In deze zaak heeft de voorzieningenrechter van de Rechtbank Noord-Holland op 18 maart 2016 uitspraak gedaan in een geschil tussen een verzoeker en het college van burgemeester en wethouders van Bergen. De zaak betreft een handhavend optreden tegen een bijgebouw dat zonder omgevingsvergunning is opgericht op het perceel van de verzoeker. Het college heeft de verzoeker gelast het bijgebouw te verwijderen, met een dwangsom van € 10.000,- bij gebreke daarvan. De verzoeker heeft bezwaar gemaakt tegen dit besluit en verzocht om een voorlopige voorziening.
De voorzieningenrechter heeft vastgesteld dat de verzoeker het bijgebouw heeft opgericht zonder de benodigde vergunning, en dat dit in strijd is met het bestemmingsplan. De verzoeker heeft aangevoerd dat er sprake is van een spoedeisend belang, omdat hij in het buitenland verbleef vanwege een familieomstandigheid. De voorzieningenrechter heeft geoordeeld dat er, ondanks de verstrijken van de begunstigingstermijn, voldoende spoedeisend belang aanwezig is om het verzoek om voorlopige voorziening inhoudelijk te beoordelen.

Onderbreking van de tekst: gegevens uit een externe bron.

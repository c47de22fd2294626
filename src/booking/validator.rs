//! Seat address validation against a train's physical layout.

use crate::error::FieldErrors;
use crate::types::SeatLayout;

/// Validate a proposed seat address against a train layout.
///
/// Checks that `cargo_number` lies in `1..=cargo_count` and `seat_number`
/// in `1..=places_in_cargo`. Both checks always run, even when the first
/// one already failed, so callers get every field-level problem in one
/// pass. No side effects.
///
/// # Errors
///
/// Returns a field → message map naming the valid range for each field
/// that is out of bounds.
pub fn validate_seat(
    cargo_number: i32,
    seat_number: i32,
    layout: &SeatLayout,
) -> Result<(), FieldErrors> {
    let mut fields = FieldErrors::new();
    for (value, field, limit) in [
        (cargo_number, "cargo_number", layout.cargo_count),
        (seat_number, "seat_number", layout.places_in_cargo),
    ] {
        if !(1..=limit).contains(&value) {
            fields.insert(field, format!("{field} must be between 1 and {limit}"));
        }
    }

    if fields.is_empty() { Ok(()) } else { Err(fields) }
}
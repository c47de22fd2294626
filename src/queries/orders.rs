//! Order read shapes.
//!
//! List and detail share the same field set (`id`, `tickets`,
//! `created_at`); the detail shape is what `POST /orders` echoes back. The
//! list is owner-scoped: callers only ever see their own orders.

use crate::booking::orders::{Order, Ticket};
use crate::error::BookingError;
use crate::types::{JourneyId, OrderId, TicketId, UserId};
use chrono::{DateTime, Utc};
use sqlx::PgPool;
use std::collections::HashMap;

/// List the orders belonging to `user`, tickets nested.
///
/// # Errors
///
/// Returns a database error on store failure.
pub async fn list_orders(pool: &PgPool, user: UserId) -> Result<Vec<Order>, BookingError> {
    let orders: Vec<(OrderId, DateTime<Utc>)> = sqlx::query_as(
        "SELECT id, created_at FROM orders WHERE user_id = $1 ORDER BY id",
    )
    .bind(user)
    .fetch_all(pool)
    .await?;

    let ids: Vec<i64> = orders.iter().map(|(id, _)| id.get()).collect();
    let mut tickets = tickets_by_order(pool, &ids).await?;

    Ok(orders
        .into_iter()
        .map(|(id, created_at)| Order {
            id,
            tickets: tickets.remove(&id.get()).unwrap_or_default(),
            created_at,
        })
        .collect())
}

/// Tickets for a set of orders, grouped by order id, in one query.
async fn tickets_by_order(
    pool: &PgPool,
    order_ids: &[i64],
) -> Result<HashMap<i64, Vec<Ticket>>, BookingError> {
    if order_ids.is_empty() {
        return Ok(HashMap::new());
    }

    let rows: Vec<(i64, TicketId, i32, i32, JourneyId)> = sqlx::query_as(
        "SELECT order_id, id, cargo_number, seat_number, journey_id
         FROM tickets
         WHERE order_id = ANY($1)
         ORDER BY order_id, id",
    )
    .bind(order_ids)
    .fetch_all(pool)
    .await?;

    let mut grouped: HashMap<i64, Vec<Ticket>> = HashMap::new();
    for (order_id, id, cargo_number, seat_number, journey) in rows {
        grouped.entry(order_id).or_default().push(Ticket {
            id,
            cargo_number,
            seat_number,
            journey,
        });
    }
    Ok(grouped)
}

Na beoordeling van de feiten en omstandigheden heeft de voorzieningenrechter geconcludeerd dat het bijgebouw niet in het achtererfgebied is gelegen en derhalve niet vergunningvrij is. De voorzieningenrechter heeft het beroep van de verzoeker ongegrond verklaard en het verzoek om voorlopige voorziening afgewezen, zonder proceskostenveroordeling. De uitspraak is openbaar gedaan en partijen zijn op de hoogte gesteld van de mogelijkheid tot hoger beroep.